> _Activity_
Take the records below from their first line to the line with "#[derive(Debug, Clone, PartialEq, Eq, Serialize, Deserialize)]", and restate those lines word for word.
(Data extracts begins)
use chrono::{DateTime, Utc};
use ferry_core::{InjectMessage, InjectionSource};
use serde::{Deserialize, Serialize};
use std::fmt;

/// Free-form metadata passed from hook to hook.
pub type Metadata = serde_json::Map<String, serde_json::Value>;

#[derive(Debug, Clone, Copy, PartialEq, Eq, Hash, Serialize, Deserialize)]
#[serde(rename_all = "kebab-case")]
pub enum HookPhase {
    PreInject,
    PostInject,
}

impl fmt::Display for HookPhase {
    fn fmt(&self, f: &mut fmt::Formatter<'_>) -> fmt::Result {
        match self {
            Self::PreInject => f.write_str("pre-inject"),
            Self::PostInject => f.write_str("post-inject"),
        }
    }
}

/// A command hook from config.
#[derive(Debug, Clone, PartialEq, Eq, Serialize, Deserialize)]
pub struct HookConfig {
    pub name: String,
    pub phase: HookPhase,
    /// Program and arguments. Receives the context as JSON on stdin.
    pub command: Vec<String>,
    #[serde(default = "default_enabled")]
    pub enabled: bool,
}

fn default_enabled() -> bool {
    true
}

/// What a hook sees, serialised as one JSON object on the hook's stdin.
#[derive(Debug, Clone, PartialEq, Serialize, Deserialize)]
#[serde(rename_all = "camelCase")]
pub struct HookContext {
    pub message: InjectMessage,
    pub source: InjectionSource,
    pub target_session: String,
    pub timestamp: DateTime<Utc>,
    #[serde(default)]
    pub metadata: Metadata,
    /// Final response text; only set for post-inject hooks.
    #[serde(default, skip_serializing_if = "Option::is_none")]
    pub response: Option<String>,
}

impl HookContext {
    pub fn new(
        message: InjectMessage,
        source: InjectionSource,
        target_session: impl Into<String>,
    ) -> Self {
        Self {
            message,
            source,
            target_session: target_session.into(),
            timestamp: Utc::now(),
            metadata: Metadata::new(),
            response: None,
        }
    }
}

/// A hook's answer. Every field is optional; `{}` or empty output means allow.
#[derive(Debug, Clone, PartialEq, Serialize, Deserialize)]
pub struct HookResponse {
    #[serde(default = "default_enabled")]
    pub allow: bool,
    #[serde(default, skip_serializing_if = "Option::is_none")]
    pub reason: Option<String>,
    /// Replaces the running message for later hooks and the injection.
    #[serde(default, skip_serializing_if = "Option::is_none")]
    pub message: Option<InjectMessage>,
    #[serde(default, skip_serializing_if = "Option::is_none")]
    pub metadata: Option<Metadata>,
}

impl Default for HookResponse {
    fn default() -> Self {
        Self::allow()
    }
}

impl HookResponse {
    pub fn allow() -> Self {
        Self {
            allow: true,
            reason: None,
            message: None,
            metadata: None,
        }
    }

    pub fn block(reason: impl Into<String>) -> Self {
        Self {
            allow: false,
            reason: Some(reason.into()),
            ..Self::allow()
        }
    }

    #[must_use]
    pub fn with_message(mut self, message: InjectMessage) -> Self {
        self.message = Some(message);
        self
    }
}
(Data extracts ends)
> _Exercise result_
use chrono::{DateTime, Utc};
use ferry_core::{InjectMessage, InjectionSource};
use serde::{Deserialize, Serialize};
use std::fmt;

/// Free-form metadata passed from hook to hook.
pub type Metadata = serde_json::Map<String, serde_json::Value>;

#[derive(Debug, Clone, Copy, PartialEq, Eq, Hash, Serialize, Deserialize)]
#[serde(rename_all = "kebab-case")]
pub enum HookPhase {
    PreInject,
    PostInject,
}

impl fmt::Display for HookPhase {
    fn fmt(&self, f: &mut fmt::Formatter<'_>) -> fmt::Result {
        match self {
            Self::PreInject => f.write_str("pre-inject"),
            Self::PostInject => f.write_str("post-inject"),
        }
    }
}

/// A command hook from config.
#[derive(Debug, Clone, PartialEq, Eq, Serialize, Deserialize)]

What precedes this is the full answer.